ServeTheHome's RAID MTTDL Calculator Bug and Suggestion Box

souporman

New Member
Jul 1, 2015
2
0
1
37
When "other" is selected for MTBF the calculated data seems to go to a strange default which is insensitive to whatever is entered into the "Enter # for MTBF (base 10): " box
Sorry for the necro, but the link on the calculator to the proper forum page doesn't go anywhere. The issue of "Other" displaying no data still exists.
 

Patrick

Administrator
Staff member
Dec 21, 2010
11,894
4,851
113
Sorry for the necro, but the link on the calculator to the proper forum page doesn't go anywhere. The issue of "Other" displaying no data still exists.
I think we just fixed the <3 disk issue and the Other should be working now. Let me know if it does not.

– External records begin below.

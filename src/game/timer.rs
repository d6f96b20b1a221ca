use std::time::{Duration, Instant};

/// Active time of one side. Paused intervals are excluded and the value is frozen while
/// paused or after `finish`.
#[derive(Clone, Copy, Debug, Default)]
pub struct SideTimer {
    start: Option<Instant>,
    paused_total: Duration,
    pause_start: Option<Instant>,
    end: Option<Instant>,
}

impl SideTimer {
    pub fn started(now: Instant) -> Self {
        SideTimer {
            start: Some(now),
            ..Self::default()
        }
    }

    pub fn start(&mut self, now: Instant) {
        if self.start.is_none() {
            *self = Self::started(now);
        }
    }

    pub fn is_paused(&self) -> bool {
        self.pause_start.is_some()
    }

    pub fn pause(&mut self, now: Instant) {
        if self.start.is_some() && self.end.is_none() && self.pause_start.is_none() {
            self.pause_start = Some(now);
        }
    }

    pub fn resume(&mut self, now: Instant) {
        if let Some(paused_at) = self.pause_start.take() {
            self.paused_total += now.saturating_duration_since(paused_at);
        }
    }

    /// Freezes the timer. An open pause is closed first so it stays excluded.
    pub fn finish(&mut self, now: Instant) {
        if self.start.is_none() || self.end.is_some() {
            return;
        }
        self.resume(now);
        self.end = Some(now);
    }

    pub fn elapsed(&self, now: Instant) -> Duration {
        let Some(start) = self.start else {
            return Duration::ZERO;
        };
        let until = self.end.or(self.pause_start).unwrap_or(now);
        until
            .saturating_duration_since(start)
            .saturating_sub(self.paused_total)
    }
}

#[cfg(test)]
mod tests {
    use super::*;

    fn ms(value: u64) -> Duration {
        Duration::from_millis(value)
    }

    #[test]
    fn idle_timer_reads_zero() {
        let t0 = Instant::now();
        let mut timer = SideTimer::default();
        assert_eq!(timer.elapsed(t0 + ms(500)), Duration::ZERO);
        timer.pause(t0 + ms(600));
        assert!(!timer.is_paused());
        timer.finish(t0 + ms(700));
        timer.start(t0 + ms(1_000));
        assert_eq!(timer.elapsed(t0 + ms(1_500)), ms(500));
    }

    #[test]
    fn elapsed_is_monotonic_while_running() {
        let t0 = Instant::now();
        let timer = SideTimer::started(t0);
        let mut last = Duration::ZERO;
        for step in 0..20 {
            let value = timer.elapsed(t0 + ms(step * 37));
            assert!(value >= last);
            last = value;
        }
        assert_eq!(last, ms(19 * 37));
    }

    #[test]
    fn paused_interval_is_excluded_and_frozen() {
        let t0 = Instant::now();
        let mut timer = SideTimer::started(t0);
        timer.pause(t0 + ms(1_000));
        assert!(timer.is_paused());
        assert_eq!(timer.elapsed(t0 + ms(1_500)), ms(1_000));
        assert_eq!(timer.elapsed(t0 + ms(2_500)), ms(1_000));

        timer.resume(t0 + ms(3_000));
        assert!(!timer.is_paused());
        assert_eq!(timer.elapsed(t0 + ms(3_000)), ms(1_000));
        assert_eq!(timer.elapsed(t0 + ms(3_250)), ms(1_250));
    }

    #[test]
    fn pausing_twice_keeps_the_first_instant() {
        let t0 = Instant::now();
        let mut timer = SideTimer::started(t0);
        timer.pause(t0 + ms(100));
        timer.pause(t0 + ms(400));
        timer.resume(t0 + ms(600));
        assert_eq!(timer.elapsed(t0 + ms(600)), ms(100));
    }

    #[test]
    fn finish_freezes_and_closes_an_open_pause() {
        let t0 = Instant::now();
        let mut timer = SideTimer::started(t0);
        timer.pause(t0 + ms(2_000));
        timer.finish(t0 + ms(5_000));
        assert!(!timer.is_paused());
        assert_eq!(timer.elapsed(t0 + ms(9_000)), ms(2_000));

        timer.finish(t0 + ms(10_000));
        timer.pause(t0 + ms(11_000));
        assert_eq!(timer.elapsed(t0 + ms(12_000)), ms(2_000));
    }

    #[test]
    fn start_only_takes_effect_once() {
        let t0 = Instant::now();
        let mut timer = SideTimer::default();
        timer.start(t0 + ms(100));
        timer.start(t0 + ms(900));
        assert_eq!(timer.elapsed(t0 + ms(1_100)), ms(1_000));
    }
}
use std::collections::HashMap;

use rand::Rng;
use rand::seq::IndexedRandom;
use tracing::debug;

use super::assets::{AssetCatalog, ImageId};
use crate::error::GameError;

pub const GRID_SIDE: usize = 4;
pub const TILE_SIZE: u32 = 128;
pub const TILE_MARGIN: u32 = 8;
pub const BOARD_PIXELS: u32 = TILE_SIZE * GRID_SIDE as u32;
/// Copies of each identity dealt onto the board.
const PAIR: u8 = 2;

#[derive(Clone, Debug)]
pub struct Tile {
    pub index: usize,
    pub row: usize,
    pub col: usize,
    pub identity: ImageId,
    pub matched: bool,
}

#[derive(Clone, Copy, Debug, PartialEq, Eq)]
pub struct Cell {
    pub row: usize,
    pub col: usize,
    pub index: usize,
}

/// Maps a pointer position onto the grid. Positions past the board are not filtered.
pub fn locate(x: u32, y: u32, tile_size: u32, grid_side: usize) -> Cell {
    let row = (y / tile_size) as usize;
    let col = (x / tile_size) as usize;
    Cell {
        row,
        col,
        index: row * grid_side + col,
    }
}

#[derive(Clone, Debug)]
pub struct Board {
    side: usize,
    tiles: Vec<Tile>,
}

impl Board {
    /// Deals `side * side` tiles, every identity exactly twice.
    pub fn build<R: Rng + ?Sized>(
        side: usize,
        catalog: &AssetCatalog,
        rng: &mut R,
    ) -> Result<Self, GameError> {
        let total = side * side;
        let chosen: Vec<&ImageId> = catalog
            .images()
            .choose_multiple(rng, total / PAIR as usize)
            .collect();
        let mut usage: HashMap<&ImageId, u8> = chosen.iter().map(|id| (*id, 0)).collect();

        let mut tiles = Vec::with_capacity(total);
        for index in 0..total {
            let available: Vec<&ImageId> = chosen
                .iter()
                .copied()
                .filter(|id| usage[id] < PAIR)
                .collect();
            let Some(&identity) = available.choose(rng) else {
                return Err(GameError::NoAvailableIdentities { index });
            };
            if let Some(count) = usage.get_mut(identity) {
                *count += 1;
            }
            tiles.push(Tile {
                index,
                row: index / side,
                col: index % side,
                identity: identity.clone(),
                matched: false,
            });
        }

        debug!(side, tiles = tiles.len(), "board dealt");
        Ok(Board { side, tiles })
    }

    #[cfg(test)]
    pub(crate) fn from_identities(side: usize, names: &[&str]) -> Self {
        let tiles = names
            .iter()
            .enumerate()
            .map(|(index, name)| Tile {
                index,
                row: index / side,
                col: index % side,
                identity: ImageId::new(name),
                matched: false,
            })
            .collect();
        Board { side, tiles }
    }

    pub fn len(&self) -> usize {
        self.tiles.len()
    }

    pub fn tiles(&self) -> &[Tile] {
        &self.tiles
    }

    pub fn is_matched(&self, index: usize) -> bool {
        self.tiles.get(index).is_some_and(|tile| tile.matched)
    }

    pub fn same_identity(&self, a: usize, b: usize) -> bool {
        match (self.tiles.get(a), self.tiles.get(b)) {
            (Some(first), Some(second)) => first.identity == second.identity,
            _ => false,
        }
    }

    pub fn mark_matched(&mut self, indices: &[usize]) {
        for &idx in indices {
            if let Some(tile) = self.tiles.get_mut(idx) {
                tile.matched = true;
            }
        }
    }

    pub fn all_matched(&self) -> bool {
        self.tiles.iter().all(|tile| tile.matched)
    }

    pub fn unmatched_indices(&self) -> impl Iterator<Item = usize> + '_ {
        self.tiles
            .iter()
            .filter(|tile| !tile.matched)
            .map(|tile| tile.index)
    }

    /// Bounds-checked pointer lookup in board pixels.
    pub fn cell_at(&self, x: f64, y: f64, tile_size: u32) -> Option<Cell> {
        if !x.is_finite() || !y.is_finite() || x < 0.0 || y < 0.0 {
            return None;
        }
        let cell = locate(x as u32, y as u32, tile_size, self.side);
        (cell.row < self.side && cell.col < self.side && cell.index < self.tiles.len())
            .then_some(cell)
    }
}

#[cfg(test)]
mod tests {
    use super::*;
    use rand::SeedableRng;
    use rand::rngs::StdRng;

    fn catalog(count: usize) -> AssetCatalog {
        let names: Vec<String> = (0..count).map(|i| format!("animal{i:02}.png")).collect();
        let refs: Vec<&str> = names.iter().map(String::as_str).collect();
        AssetCatalog::from_names(&refs)
    }

    #[test]
    fn locate_maps_pointer_to_cells() {
        assert_eq!(locate(5, 5, 128, 4), Cell { row: 0, col: 0, index: 0 });
        assert_eq!(locate(130, 5, 128, 4), Cell { row: 0, col: 1, index: 1 });
        assert_eq!(locate(5, 130, 128, 4), Cell { row: 1, col: 0, index: 4 });
        assert_eq!(locate(500, 500, 128, 4), Cell { row: 3, col: 3, index: 15 });
    }

    #[test]
    fn cell_at_rejects_points_off_the_board() {
        let board = Board::build(GRID_SIDE, &catalog(8), &mut StdRng::seed_from_u64(1)).unwrap();
        assert_eq!(board.cell_at(511.9, 0.0, TILE_SIZE).map(|c| c.index), Some(3));
        assert_eq!(board.cell_at(512.0, 10.0, TILE_SIZE), None);
        assert_eq!(board.cell_at(10.0, 600.0, TILE_SIZE), None);
        assert_eq!(board.cell_at(-1.0, 10.0, TILE_SIZE), None);
        assert_eq!(board.cell_at(f64::NAN, 10.0, TILE_SIZE), None);
    }

    #[test]
    fn every_board_uses_eight_identities_twice() {
        for catalog_size in [8, 9, 12, 30] {
            let catalog = catalog(catalog_size);
            for seed in 0..50 {
                let mut rng = StdRng::seed_from_u64(seed);
                let board = Board::build(GRID_SIDE, &catalog, &mut rng).unwrap();
                assert_eq!(board.len(), 16);

                let mut counts: HashMap<&ImageId, usize> = HashMap::new();
                for tile in board.tiles() {
                    *counts.entry(&tile.identity).or_default() += 1;
                }
                assert_eq!(counts.len(), 8, "seed {seed}, catalog {catalog_size}");
                assert!(counts.values().all(|&count| count == 2));
            }
        }
    }

    #[test]
    fn tiles_know_their_position_and_start_hidden() {
        let board = Board::build(GRID_SIDE, &catalog(10), &mut StdRng::seed_from_u64(7)).unwrap();
        for (i, tile) in board.tiles().iter().enumerate() {
            assert_eq!(tile.index, i);
            assert_eq!(tile.row, i / 4);
            assert_eq!(tile.col, i % 4);
            assert!(!tile.matched);
        }
        assert!(!board.all_matched());
    }

    #[test]
    fn same_seed_deals_the_same_board() {
        let catalog = catalog(20);
        let a = Board::build(GRID_SIDE, &catalog, &mut StdRng::seed_from_u64(42)).unwrap();
        let b = Board::build(GRID_SIDE, &catalog, &mut StdRng::seed_from_u64(42)).unwrap();
        let ids = |board: &Board| -> Vec<String> {
            board.tiles().iter().map(|t| t.identity.to_string()).collect()
        };
        assert_eq!(ids(&a), ids(&b));
    }

    #[test]
    fn odd_board_runs_out_of_identities() {
        let err = Board::build(3, &catalog(8), &mut StdRng::seed_from_u64(3)).unwrap_err();
        assert!(matches!(err, GameError::NoAvailableIdentities { index: 8 }));
    }

    #[test]
    fn identity_comparison_is_symmetric_and_reflexive() {
        let board = Board::from_identities(2, &["cat", "dog", "dog", "cat"]);
        assert!(board.same_identity(0, 3));
        assert!(board.same_identity(3, 0));
        assert!(board.same_identity(1, 1));
        assert!(!board.same_identity(0, 1));
        assert!(!board.same_identity(1, 0));
        assert!(!board.same_identity(0, 9));
    }

    #[test]
    fn unmatched_indices_skip_matched_tiles() {
        let mut board = Board::from_identities(2, &["cat", "dog", "dog", "cat"]);
        board.mark_matched(&[1, 2]);
        assert_eq!(board.unmatched_indices().collect::<Vec<_>>(), vec![0, 3]);
        board.mark_matched(&[0, 3]);
        assert!(board.all_matched());
    }
}
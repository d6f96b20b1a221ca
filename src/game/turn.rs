use std::cmp::Ordering;
use std::time::{Duration, Instant};

use rand::Rng;
use tracing::{debug, info};

use super::assets::ImageId;
use super::board::Board;
use super::picker;
use super::timer::SideTimer;

pub const MATCH_ACK_DELAY: Duration = Duration::from_millis(200);
pub const MATCH_ACK_DURATION: Duration = Duration::from_millis(500);
pub const MISMATCH_HOLD: Duration = Duration::from_secs(1);
pub const AI_THINK_DELAY: Duration = Duration::from_secs(1);
pub const AI_REVEAL_HOLD: Duration = Duration::from_secs(1);

#[derive(Clone, Copy, Debug, PartialEq, Eq)]
pub enum Side {
    Player,
    Ai,
}

impl Side {
    pub fn label(self) -> &'static str {
        match self {
            Side::Player => "Player",
            Side::Ai => "AI",
        }
    }
}

#[derive(Clone, Copy, Debug, PartialEq, Eq)]
pub enum GamePhase {
    InProgress,
    Finished,
}

/// Face-up tiles waiting to be evaluated, oldest first.
#[derive(Clone, Debug, Default)]
pub struct RevealSet {
    indices: Vec<usize>,
}

impl RevealSet {
    pub const CAPACITY: usize = 2;

    pub fn contains(&self, index: usize) -> bool {
        self.indices.contains(&index)
    }

    #[cfg(test)]
    pub fn len(&self) -> usize {
        self.indices.len()
    }

    #[cfg(test)]
    pub fn is_empty(&self) -> bool {
        self.indices.is_empty()
    }

    pub fn is_full(&self) -> bool {
        self.indices.len() >= Self::CAPACITY
    }

    pub fn as_slice(&self) -> &[usize] {
        &self.indices
    }

    /// Adds `index`, evicting the oldest entry when full. Already revealed tiles are refused.
    pub fn reveal(&mut self, index: usize) -> bool {
        if self.contains(index) {
            return false;
        }
        if self.is_full() {
            self.indices.remove(0);
        }
        self.indices.push(index);
        true
    }

    pub fn pair(&self) -> Option<[usize; 2]> {
        match self.indices.as_slice() {
            &[first, second] => Some([first, second]),
            _ => None,
        }
    }

    pub fn clear(&mut self) {
        self.indices.clear();
    }
}

#[derive(Clone, Copy, Debug, PartialEq, Eq)]
pub enum ClickOutcome {
    Ignored,
    Revealed,
    Matched,
    Mismatched,
}

#[derive(Clone, Copy, Debug, PartialEq, Eq)]
pub enum Winner {
    Player,
    Ai,
    Tie,
}

#[derive(Clone, Copy, Debug, PartialEq, Eq)]
pub struct Outcome {
    pub player: Duration,
    pub ai: Duration,
}

impl Outcome {
    pub fn winner(&self) -> Winner {
        match self.player.cmp(&self.ai) {
            Ordering::Less => Winner::Player,
            Ordering::Greater => Winner::Ai,
            Ordering::Equal => Winner::Tie,
        }
    }

    pub fn banner(&self) -> String {
        match self.winner() {
            Winner::Player => format!("You Win! {:.2}s", self.player.as_secs_f64()),
            Winner::Ai => format!("AI Wins! {:.2}s", self.ai.as_secs_f64()),
            Winner::Tie => "It's a Tie!".to_string(),
        }
    }

    pub fn summary(&self) -> String {
        format!(
            "Player {:.2}s | AI {:.2}s",
            self.player.as_secs_f64(),
            self.ai.as_secs_f64()
        )
    }
}

#[derive(Clone, Copy, Debug, PartialEq, Eq)]
pub enum TileFace {
    Hidden,
    Revealed,
    Removed,
}

#[derive(Clone, Debug)]
pub struct TileView {
    pub row: usize,
    pub col: usize,
    pub identity: ImageId,
    pub face: TileFace,
}

/// Everything the presentation needs for one frame.
#[derive(Clone, Debug)]
pub struct Snapshot {
    pub tiles: Vec<TileView>,
    pub turn: Side,
    pub phase: GamePhase,
    pub matched_ack: bool,
    pub player_elapsed: Duration,
    pub outcome: Option<Outcome>,
}

#[derive(Clone, Copy, Debug, PartialEq, Eq)]
enum Stage {
    Selecting,
    Matched { ack_at: Instant, clear_at: Instant },
    Mismatched { clear_at: Instant },
    AiThinking { reveal_at: Instant },
    AiRevealed { evaluate_at: Instant },
    Finished,
}

pub struct TurnController<R> {
    board: Board,
    reveal: RevealSet,
    turn: Side,
    stage: Stage,
    player: SideTimer,
    ai: SideTimer,
    rng: R,
}

impl<R: Rng> TurnController<R> {
    pub fn new(board: Board, rng: R, now: Instant) -> Self {
        TurnController {
            board,
            reveal: RevealSet::default(),
            turn: Side::Player,
            stage: Stage::Selecting,
            player: SideTimer::started(now),
            ai: SideTimer::default(),
            rng,
        }
    }

    pub fn board(&self) -> &Board {
        &self.board
    }

    #[cfg(test)]
    pub fn reveal_set(&self) -> &RevealSet {
        &self.reveal
    }

    pub fn turn(&self) -> Side {
        self.turn
    }

    pub fn phase(&self) -> GamePhase {
        if self.stage == Stage::Finished {
            GamePhase::Finished
        } else {
            GamePhase::InProgress
        }
    }

    pub fn accepts_input(&self) -> bool {
        self.turn == Side::Player && self.stage == Stage::Selecting
    }

    pub fn matched_ack_visible(&self, now: Instant) -> bool {
        matches!(self.stage, Stage::Matched { ack_at, .. } if now >= ack_at)
    }

    pub fn player_elapsed(&self, now: Instant) -> Duration {
        self.player.elapsed(now)
    }

    pub fn ai_elapsed(&self, now: Instant) -> Duration {
        self.ai.elapsed(now)
    }

    #[cfg(test)]
    pub fn is_player_paused(&self) -> bool {
        self.player.is_paused()
    }

    pub fn outcome(&self) -> Option<Outcome> {
        (self.stage == Stage::Finished).then(|| Outcome {
            player: self.player.elapsed(Instant::now()),
            ai: self.ai.elapsed(Instant::now()),
        })
    }

    pub fn click(&mut self, index: usize, now: Instant) -> ClickOutcome {
        if !self.accepts_input() {
            return ClickOutcome::Ignored;
        }
        // Any press on the player's turn ends a mismatch pause, even a refused one.
        self.player.resume(now);

        if index >= self.board.len() || self.board.is_matched(index) {
            return ClickOutcome::Ignored;
        }
        if !self.reveal.reveal(index) {
            debug!(index, "tile already revealed");
            return ClickOutcome::Ignored;
        }
        debug!(index, "player revealed tile");

        if !self.reveal.is_full() {
            return ClickOutcome::Revealed;
        }
        if self.evaluate(now) {
            ClickOutcome::Matched
        } else {
            ClickOutcome::Mismatched
        }
    }

    /// Runs every pacing step that is due at `now`. Returns whether anything changed.
    pub fn tick(&mut self, now: Instant) -> bool {
        let mut changed = false;
        loop {
            match self.stage {
                Stage::Matched { clear_at, .. } | Stage::Mismatched { clear_at }
                    if clear_at <= now =>
                {
                    self.resolve_pair(clear_at);
                }
                Stage::AiThinking { reveal_at } if reveal_at <= now => {
                    self.ai_reveal(reveal_at);
                }
                Stage::AiRevealed { evaluate_at } if evaluate_at <= now => {
                    self.evaluate(evaluate_at);
                }
                _ => break,
            }
            changed = true;
        }
        changed
    }

    pub fn snapshot(&self, now: Instant) -> Snapshot {
        let tiles = self
            .board
            .tiles()
            .iter()
            .map(|tile| {
                let face = if self.reveal.contains(tile.index) {
                    TileFace::Revealed
                } else if tile.matched {
                    TileFace::Removed
                } else {
                    TileFace::Hidden
                };
                TileView {
                    row: tile.row,
                    col: tile.col,
                    identity: tile.identity.clone(),
                    face,
                }
            })
            .collect();

        Snapshot {
            tiles,
            turn: self.turn,
            phase: self.phase(),
            matched_ack: self.matched_ack_visible(now),
            player_elapsed: self.player.elapsed(now),
            outcome: self.outcome(),
        }
    }

    fn evaluate(&mut self, at: Instant) -> bool {
        let Some([first, second]) = self.reveal.pair() else {
            return false;
        };

        if self.board.same_identity(first, second) {
            self.board.mark_matched(&[first, second]);
            info!(side = self.turn.label(), first, second, "pair matched");
            if self.board.all_matched() {
                self.player.finish(at);
                self.ai.finish(at);
                info!(side = self.turn.label(), "board cleared");
            }
            let ack_at = at + MATCH_ACK_DELAY;
            self.stage = Stage::Matched {
                ack_at,
                clear_at: ack_at + MATCH_ACK_DURATION,
            };
            true
        } else {
            debug!(side = self.turn.label(), first, second, "pair mismatched");
            let hold = match self.turn {
                Side::Player => {
                    self.player.pause(at);
                    MISMATCH_HOLD
                }
                Side::Ai => Duration::ZERO,
            };
            self.stage = Stage::Mismatched { clear_at: at + hold };
            false
        }
    }

    fn resolve_pair(&mut self, at: Instant) {
        self.reveal.clear();
        if self.board.all_matched() {
            self.stage = Stage::Finished;
            if let Some(outcome) = self.outcome() {
                info!(
                    player_secs = outcome.player.as_secs_f64(),
                    ai_secs = outcome.ai.as_secs_f64(),
                    winner = ?outcome.winner(),
                    "game finished"
                );
            }
            return;
        }
        match self.turn {
            Side::Player => self.begin_ai_turn(at),
            Side::Ai => self.begin_player_turn(),
        }
    }

    fn begin_player_turn(&mut self) {
        self.turn = Side::Player;
        self.stage = Stage::Selecting;
        debug!("player turn");
    }

    fn begin_ai_turn(&mut self, at: Instant) {
        self.turn = Side::Ai;
        self.ai.start(at);
        self.stage = Stage::AiThinking {
            reveal_at: at + AI_THINK_DELAY,
        };
        debug!("ai turn");
    }

    fn ai_reveal(&mut self, at: Instant) {
        let excluded = self.reveal.as_slice().to_vec();
        self.reveal.clear();
        let picks = picker::pick(&self.board, &excluded, &mut self.rng);
        if picks.is_empty() {
            debug!("ai has nothing to pick");
            self.begin_player_turn();
            return;
        }
        debug!(?picks, "ai revealed tiles");
        for idx in picks {
            self.reveal.reveal(idx);
        }
        self.stage = Stage::AiRevealed {
            evaluate_at: at + AI_REVEAL_HOLD,
        };
    }
}
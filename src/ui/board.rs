use std::cell::RefCell;
use std::collections::HashMap;
use std::rc::Rc;
use std::time::Instant;

use gtk4 as gtk;
use gtk4::gdk;
use gtk4::gdk_pixbuf::Pixbuf;
use gtk4::glib;
use gtk4::prelude::*;
use tracing::debug;

use super::app::fail;
use super::hud::update_subtitle;
use super::paint::{self, Rgb};
use super::scene::schedule_result;
use super::state::{AppState, FACE_SIZE};
use crate::error::GameError;
use crate::game::assets::ImageId;
use crate::game::board::{BOARD_PIXELS, TILE_MARGIN, TILE_SIZE};
use crate::game::turn::{GamePhase, Side, Snapshot, TileFace, Winner};

const TIMER_FONT_PX: f64 = 24.0;
const ACK_FONT_PX: f64 = 44.0;
const BANNER_FONT_PX: f64 = 40.0;
const SUMMARY_FONT_PX: f64 = 20.0;

fn winner_color(winner: Winner) -> Rgb {
    match winner {
        Winner::Player => paint::WIN_GREEN,
        Winner::Ai => paint::AI_RED,
        Winner::Tie => paint::PLAYER_BLUE,
    }
}

fn draw_tiles(
    cr: &cairo::Context,
    snapshot: &Snapshot,
    faces: &HashMap<ImageId, Pixbuf>,
) -> Result<(), cairo::Error> {
    let face = FACE_SIZE as f64;
    for tile in &snapshot.tiles {
        let x = (tile.col as u32 * TILE_SIZE + TILE_MARGIN) as f64;
        let y = (tile.row as u32 * TILE_SIZE + TILE_MARGIN) as f64;
        match tile.face {
            TileFace::Removed => continue,
            TileFace::Revealed => match faces.get(&tile.identity) {
                Some(pixbuf) => cr.set_source_pixbuf(pixbuf, x, y),
                None => paint::set_rgb(cr, paint::TILE_BACK),
            },
            TileFace::Hidden => paint::set_rgb(cr, paint::TILE_BACK),
        }
        cr.rectangle(x, y, face, face);
        cr.fill()?;
    }
    Ok(())
}

fn draw_overlay_text(
    cr: &cairo::Context,
    lines: &[(&str, f64, bool, Rgb)],
) -> Result<(), cairo::Error> {
    let center = BOARD_PIXELS as f64 / 2.0;
    let mut sizes = Vec::with_capacity(lines.len());
    for &(text, size, bold, _) in lines {
        let (width, height) = paint::text_layout(cr, text, size, bold).pixel_size();
        sizes.push((width as f64, height as f64));
    }
    let card_width = sizes.iter().map(|(w, _)| *w).fold(0.0, f64::max) + 48.0;
    let total_height: f64 = sizes.iter().map(|(_, h)| *h).sum();
    let card_height = total_height + 32.0;
    paint::fill_card(
        cr,
        center - card_width / 2.0,
        center - card_height / 2.0,
        card_width,
        card_height,
        0.92,
    )?;

    let mut y = center - total_height / 2.0;
    for (&(text, size, bold, color), (_, height)) in lines.iter().zip(sizes) {
        paint::show_text_centered(cr, text, size, bold, color, center, y + height / 2.0);
        y += height;
    }
    Ok(())
}

pub fn draw_board(
    cr: &cairo::Context,
    snapshot: &Snapshot,
    faces: &HashMap<ImageId, Pixbuf>,
) -> Result<(), cairo::Error> {
    cr.set_antialias(cairo::Antialias::Best);
    paint::set_rgb(cr, paint::WHITE);
    cr.paint()?;

    draw_tiles(cr, snapshot, faces)?;

    if snapshot.phase == GamePhase::InProgress && snapshot.turn == Side::Player {
        let readout = format!("Time: {:.2} s", snapshot.player_elapsed.as_secs_f64());
        paint::show_text_at(cr, &readout, TIMER_FONT_PX, paint::BLACK, 10.0, 10.0);
    }

    if snapshot.matched_ack {
        draw_overlay_text(cr, &[("Matched!", ACK_FONT_PX, true, paint::WIN_GREEN)])?;
    }

    if let Some(outcome) = snapshot.outcome {
        let banner = outcome.banner();
        let summary = outcome.summary();
        draw_overlay_text(
            cr,
            &[
                (banner.as_str(), BANNER_FONT_PX, true, winner_color(outcome.winner())),
                (summary.as_str(), SUMMARY_FONT_PX, false, paint::BLACK),
            ],
        )?;
    }
    Ok(())
}

fn handle_board_press(state: &Rc<RefCell<AppState>>, x: f64, y: f64) {
    let mut st = state.borrow_mut();
    let Some(game) = st.game.as_mut() else {
        return;
    };
    let Some(cell) = game.board().cell_at(x, y, TILE_SIZE) else {
        return;
    };
    let outcome = game.click(cell.index, Instant::now());
    debug!(index = cell.index, row = cell.row, col = cell.col, ?outcome, "board press");
    if let Some(area) = &st.board_area {
        area.queue_draw();
    }
}

/// Advances the game once per frame and hands over to the result view when it ends.
fn on_frame(state: &Rc<RefCell<AppState>>, area: &gtk::DrawingArea) {
    let finished_game = {
        let mut st = state.borrow_mut();
        let game_id = st.game_id;
        let outcome = {
            let Some(game) = st.game.as_mut() else {
                return;
            };
            game.tick(Instant::now());
            game.outcome()
        };
        let newly_finished = outcome.is_some() && st.outcome.is_none();
        if newly_finished {
            st.outcome = outcome;
        }
        update_subtitle(&st);
        newly_finished.then_some(game_id)
    };
    area.queue_draw();
    if let Some(game_id) = finished_game {
        schedule_result(state, game_id);
    }
}

pub fn build_board_area(state: &Rc<RefCell<AppState>>) -> gtk::DrawingArea {
    let area = gtk::DrawingArea::builder()
        .content_width(BOARD_PIXELS as i32)
        .content_height(BOARD_PIXELS as i32)
        .halign(gtk::Align::Center)
        .valign(gtk::Align::Center)
        .build();
    area.add_css_class("duel-board");

    let state_draw = state.clone();
    area.set_draw_func(move |_, cr, _, _| {
        let result = {
            let st = state_draw.borrow();
            let Some(game) = &st.game else {
                return;
            };
            draw_board(cr, &game.snapshot(Instant::now()), &st.faces)
        };
        if let Err(err) = result {
            // Not from inside the draw handler.
            let state_fail = state_draw.clone();
            glib::idle_add_local_once(move || fail(&state_fail, GameError::Render(err)));
        }
    });

    let click = gtk::GestureClick::new();
    click.set_button(gdk::BUTTON_PRIMARY);
    click.connect_pressed({
        let state = state.clone();
        move |_, _, x, y| {
            handle_board_press(&state, x, y);
        }
    });
    area.add_controller(click);

    area.add_tick_callback({
        let state = state.clone();
        move |area, _| {
            on_frame(&state, area);
            glib::ControlFlow::Continue
        }
    });

    area
}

Forum page I should be able to fix tomorrow morning.
 

souporman

New Member
Jul 1, 2015
2
0
1
37
I think we just fixed the <3 disk issue and the Other should be working now. Let me know if it does not.

Forum page I should be able to fix tomorrow morning.
Hmm, perhaps I'm just not using it or understanding it right. If I switch it to Other, and put any number in for my MTBF the results are always the same in the chart below.
 

i386

Well-Known Member
Mar 18, 2016
1,894
494
83
31
Raid-z = raid 5
Raid-z2 = raid 6
Or did I miss something about the zfs implementations?
 
  • Like
Reactions: Patrick

Evan

Well-Known Member
Jan 6, 2016
3,041
505
113
Raid-z = raid 5
Raid-z2 = raid 6
Or did I miss something about the zfs implementations?
As far as I know there is no difference that’s correct. At least that’s what I have always used, maybe I have been wrong.

These days for work it’s always mirrors or a distributed raid-1
For home mostly been using just straight high quality SSD with backup to a disk pool for fast recovery, maybe I am living very dangerously but so far no issues.
Did think to do say a 4 disk raid-Z all SSD pool though so making reasonable use of SSD
 

PCBONEZ

New Member
Nov 1, 2017
16
0
1
60
Raid-z = raid 5
Raid-z2 = raid 6
Or did I miss something about the zfs implementations?
Clearly you did.
Usable capacity number are the same but the reliability numbers are different.

Using the same drive set for assumptions (**)...
(Assumptions based on 6x 4TB enterprise drives, IIRC.)
RAID-6 MTTDL: 8.7 x 10^11 hr ( or ~ 870,000,000,000 hrs )
RAID-Z2 MTTDL: 1.3 x 10^12 hr (~ 1,300,000,000,000 hrs )
Z2 has an advantage of ~ 430,000,000,000 more hours MTTDL.
IOW, Z2 is -supposedly- about a 50% improvement over RAID-6 as far as MTTDL.

(**) In different calculators as no one seems to bother to do both conventional RAID and ZFS in the same calculator.

I'm just trying to learn this stuff.
Been using RAID-1 + BU (on enterprise class controllers and drives) for ages but a recent close call (didn't lose anything) has me wanting to get more advanced RAID. Something that can handle two drive fails to cover me during the longer rebuild times.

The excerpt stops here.